(Work to complete):
Could you set down exactly the lines in the records below between the line holding "a full directive)." and the line holding "Enable verbose logging.", inclusive?

Dataset entries

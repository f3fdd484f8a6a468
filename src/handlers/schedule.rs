use std::sync::Arc;

use axum::extract::State;
use axum::http::HeaderMap;
use axum::Json;
use serde::Deserialize;

use crate::errors::AppError;
use crate::models::{BlockedDay, TIME_SLOTS};
use crate::state::AppState;

use super::check_auth;

// GET /api/schedule
pub async fn current(
    State(state): State<Arc<AppState>>,
    headers: HeaderMap,
) -> Result<Json<serde_json::Value>, AppError> {
    check_auth(&headers, &state.config)?;

    let schedule = state.schedule.lock().unwrap();
    Ok(Json(serde_json::json!({
        "selected_date": schedule.selected_date(),
        "blocked": schedule.blocked(),
    })))
}

// GET /api/schedule/slots
pub async fn slots(
    State(state): State<Arc<AppState>>,
    headers: HeaderMap,
) -> Result<Json<Vec<&'static str>>, AppError> {
    check_auth(&headers, &state.config)?;
    Ok(Json(TIME_SLOTS.to_vec()))
}

// POST /api/schedule/select
#[derive(Deserialize)]
pub struct SelectRequest {
    pub date: String,
}

pub async fn select_date(
    State(state): State<Arc<AppState>>,
    headers: HeaderMap,
    Json(body): Json<SelectRequest>,
) -> Result<Json<BlockedDay>, AppError> {
    check_auth(&headers, &state.config)?;

    let date = body.date.trim();
    if date.is_empty() {
        return Err(AppError::Validation("date is required".to_string()));
    }

    let mut schedule = state.schedule.lock().unwrap();
    let blocked = schedule.select_date(date)?;
    Ok(Json(blocked.clone()))
}

// POST /api/schedule/full-day
pub async fn toggle_full_day(
    State(state): State<Arc<AppState>>,
    headers: HeaderMap,
) -> Result<Json<BlockedDay>, AppError> {
    check_auth(&headers, &state.config)?;

    let mut schedule = state.schedule.lock().unwrap();
    schedule.toggle_full_day()?;
    Ok(Json(schedule.blocked().clone()))
}

// POST /api/schedule/slots
#[derive(Deserialize)]
pub struct ToggleSlotRequest {
    pub slot: String,
}

pub async fn toggle_slot(
    State(state): State<Arc<AppState>>,
    headers: HeaderMap,
    Json(body): Json<ToggleSlotRequest>,
) -> Result<Json<BlockedDay>, AppError> {
    check_auth(&headers, &state.config)?;

    let mut schedule = state.schedule.lock().unwrap();
    schedule.toggle_time_slot(&body.slot)?;
    Ok(Json(schedule.blocked().clone()))
}
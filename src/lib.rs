pub mod config;
pub mod db;
pub mod errors;
pub mod handlers;
pub mod models;
pub mod repository;
pub mod services;
pub mod state;
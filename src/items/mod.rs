//! Item records, validation, and the in-memory store.
//!
//! This module handles:
//! - The `Item` record and the response bodies built around it
//! - Structural and business-rule validation of candidate payloads
//! - The positional, lock-protected item store

pub mod store;
pub mod types;
pub mod validation;

pub use store::ItemStore;
pub use types::{CreatedResponse, Item, UpdatedResponse};
pub use validation::{validate_item, FieldError, ValidationFailure};
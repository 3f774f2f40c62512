//! OpenAPI document served at `/openapi.json`.

use utoipa::OpenApi;

use super::handlers;
use crate::error::ErrorBody;
use crate::items::{CreatedResponse, FieldError, Item, UpdatedResponse};

/// Generated OpenAPI description of the item endpoints.
#[derive(OpenApi)]
#[openapi(
    info(
        title = "Item Service",
        description = "Mock in-memory item API for exercising client behavior"
    ),
    paths(
        handlers::health,
        handlers::list_items,
        handlers::create_item,
        handlers::update_item,
        handlers::simulate_error,
    ),
    components(schemas(
        Item,
        CreatedResponse,
        UpdatedResponse,
        ErrorBody,
        FieldError,
        handlers::HealthResponse,
    )),
    tags(
        (name = "items", description = "Positional item store"),
        (name = "system", description = "Health and diagnostics"),
    )
)]
pub struct ApiDoc;
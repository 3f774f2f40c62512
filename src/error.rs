//! Unified error types for the item service.

use axum::{
    http::StatusCode,
    response::{IntoResponse, Response},
    Json,
};
use serde::{Deserialize, Serialize};
use thiserror::Error;
use tracing::{error, warn};
use utoipa::ToSchema;

use crate::items::{FieldError, ValidationFailure};

/// Fixed detail for an out-of-range item index.
pub const ITEM_NOT_FOUND: &str = "Item not found";
/// Fixed detail for the simulated failure endpoint.
pub const SIMULATED_ERROR: &str = "Simulated internal server error";

/// Startup and runtime errors outside request handling.
#[derive(Error, Debug)]
pub enum ServiceError {
    /// Configuration loading error.
    #[error("configuration error: {0}")]
    Config(#[from] envy::Error),

    /// Configuration loaded but failed validation.
    #[error("invalid configuration: {0}")]
    InvalidConfig(String),

    /// Metrics recorder could not be installed.
    #[error("metrics error: {0}")]
    Metrics(#[from] metrics_exporter_prometheus::BuildError),

    /// IO error.
    #[error("io error: {0}")]
    Io(#[from] std::io::Error),
}

/// Request outcome that maps to a non-2xx response.
#[derive(Error, Debug, Clone, PartialEq, Eq)]
pub enum ApiError {
    /// Structural or business-rule failure; always 400.
    #[error("{0}")]
    Validation(#[from] ValidationFailure),

    /// Item index out of range.
    #[error("Item not found")]
    ItemNotFound,

    /// Deliberate failure from the simulate-error endpoint.
    #[error("Simulated internal server error")]
    Simulated,

    /// No route matched the request path.
    #[error("Not Found")]
    RouteNotFound,
}

impl ApiError {
    /// HTTP status for this error.
    pub fn status(&self) -> StatusCode {
        match self {
            Self::Validation(_) => StatusCode::BAD_REQUEST,
            Self::ItemNotFound | Self::RouteNotFound => StatusCode::NOT_FOUND,
            Self::Simulated => StatusCode::INTERNAL_SERVER_ERROR,
        }
    }
}

/// Error response body.
#[derive(Debug, Clone, Serialize, Deserialize, PartialEq, Eq, ToSchema)]
pub struct ErrorBody {
    /// Human-readable error detail.
    pub detail: String,
    /// Structural problems, present only for malformed payloads.
    #[serde(skip_serializing_if = "Option::is_none")]
    pub errors: Option<Vec<FieldError>>,
}

impl From<&ApiError> for ErrorBody {
    fn from(err: &ApiError) -> Self {
        let errors = match err {
            ApiError::Validation(ValidationFailure::Malformed { errors }) => Some(errors.clone()),
            _ => None,
        };

        Self {
            detail: err.to_string(),
            errors,
        }
    }
}

impl IntoResponse for ApiError {
    fn into_response(self) -> Response {
        let status = self.status();
        match &self {
            Self::Validation(failure) => {
                crate::metrics::inc_validation_failures();
                warn!(reason = %failure, "rejected item payload");
            }
            Self::Simulated => error!("simulated internal server error"),
            Self::ItemNotFound | Self::RouteNotFound => {}
        }

        (status, Json(ErrorBody::from(&self))).into_response()
    }
}

/// Convenient Result type alias.
pub type Result<T> = std::result::Result<T, ServiceError>;

#[cfg(test)]
mod tests {
    use super::*;
    use serde_json::json;

    #[test]
    fn statuses_follow_taxonomy() {
        assert_eq!(
            ApiError::from(ValidationFailure::EmptyName).status(),
            StatusCode::BAD_REQUEST
        );
        assert_eq!(
            ApiError::from(ValidationFailure::Malformed { errors: vec![] }).status(),
            StatusCode::BAD_REQUEST
        );
        assert_eq!(ApiError::ItemNotFound.status(), StatusCode::NOT_FOUND);
        assert_eq!(ApiError::Simulated.status(), StatusCode::INTERNAL_SERVER_ERROR);
    }

    #[test]
    fn fixed_bodies() {
        let body = serde_json::to_value(ErrorBody::from(&ApiError::ItemNotFound)).unwrap();
        assert_eq!(body, json!({"detail": ITEM_NOT_FOUND}));

        let body = serde_json::to_value(ErrorBody::from(&ApiError::Simulated)).unwrap();
        assert_eq!(body, json!({"detail": SIMULATED_ERROR}));
    }

    #[test]
    fn business_failures_carry_rule_message_only() {
        let body =
            serde_json::to_value(ErrorBody::from(&ApiError::from(ValidationFailure::QuantityTooLow)))
                .unwrap();
        assert_eq!(body, json!({"detail": "Quantity must be >= 1"}));
    }

    #[test]
    fn malformed_failures_list_errors() {
        let failure = ValidationFailure::malformed(FieldError::new(
            "missing",
            &["body", "name"],
            "Field required",
        ));
        let body = serde_json::to_value(ErrorBody::from(&ApiError::from(failure))).unwrap();
        assert_eq!(body["detail"], "Invalid request payload");
        assert_eq!(body["errors"][0]["type"], "missing");
        assert_eq!(body["errors"][0]["loc"], json!(["body", "name"]));
    }
}
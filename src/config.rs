//! Application configuration loaded from environment variables.

use std::net::{IpAddr, SocketAddr};

use serde::Deserialize;
use strum::{Display, EnumString};

/// Log output format.
#[derive(Debug, Clone, Copy, Default, PartialEq, Eq, Deserialize, Display, EnumString)]
#[serde(rename_all = "lowercase")]
#[strum(serialize_all = "lowercase")]
pub enum LogFormat {
    /// Human-readable multi-field lines.
    #[default]
    Pretty,
    /// One JSON object per event.
    Json,
}

/// Application configuration loaded from environment variables.
#[derive(Debug, Clone, Deserialize)]
pub struct Config {
    // === Server Configuration ===
    /// Address the HTTP server binds to.
    #[serde(default = "default_bind_address")]
    pub bind_address: String,

    /// HTTP server port.
    #[serde(default = "default_port")]
    pub port: u16,

    // === Observability ===
    /// Log filter (trace, debug, info, warn, error or a full directive).
    #[serde(default = "default_log_level")]
    pub rust_log: String,

    /// Log output format.
    #[serde(default)]
    pub log_format: LogFormat,

    /// Install the Prometheus recorder and serve `/metrics`.
    #[serde(default = "default_true")]
    pub metrics_enabled: bool,

    /// Enable verbose logging.
    #[serde(default)]
    pub verbose: bool,
}

fn default_bind_address() -> String {
    "0.0.0.0".to_string()
}

fn default_port() -> u16 {
    8000
}

fn default_log_level() -> String {
    "info".to_string()
}

fn default_true() -> bool {
    true
}

impl Default for Config {
    fn default() -> Self {
        Self {
            bind_address: default_bind_address(),
            port: default_port(),
            rust_log: default_log_level(),
            log_format: LogFormat::default(),
            metrics_enabled: default_true(),
            verbose: false,
        }
    }
}

impl Config {
    /// Load configuration from environment, reading .env file first.
    pub fn load() -> Result<Self, envy::Error> {
        dotenvy::dotenv().ok();
        envy::from_env()
    }

    /// Check if the configuration is valid.
    pub fn validate(&self) -> Result<(), String> {
        if self.port == 0 {
            return Err("PORT must be non-zero".to_string());
        }

        if self.bind_address.parse::<IpAddr>().is_err() {
            return Err(format!(
                "BIND_ADDRESS must be an IP address, got {:?}",
                self.bind_address
            ));
        }

        Ok(())
    }

    /// Socket address to listen on.
    pub fn socket_addr(&self) -> Result<SocketAddr, String> {
        let ip: IpAddr = self
            .bind_address
            .parse()
            .map_err(|e| format!("invalid BIND_ADDRESS {:?}: {}", self.bind_address, e))?;
        Ok(SocketAddr::new(ip, self.port))
    }
}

(Answer below):
    /// Log filter (trace, debug, info, warn, error or a full directive).
    #[serde(default = "default_log_level")]
    pub rust_log: String,

    /// Log output format.
    #[serde(default)]
    pub log_format: LogFormat,

    /// Install the Prometheus recorder and serve `/metrics`.
    #[serde(default = "default_true")]
    pub metrics_enabled: bool,

    /// Enable verbose logging.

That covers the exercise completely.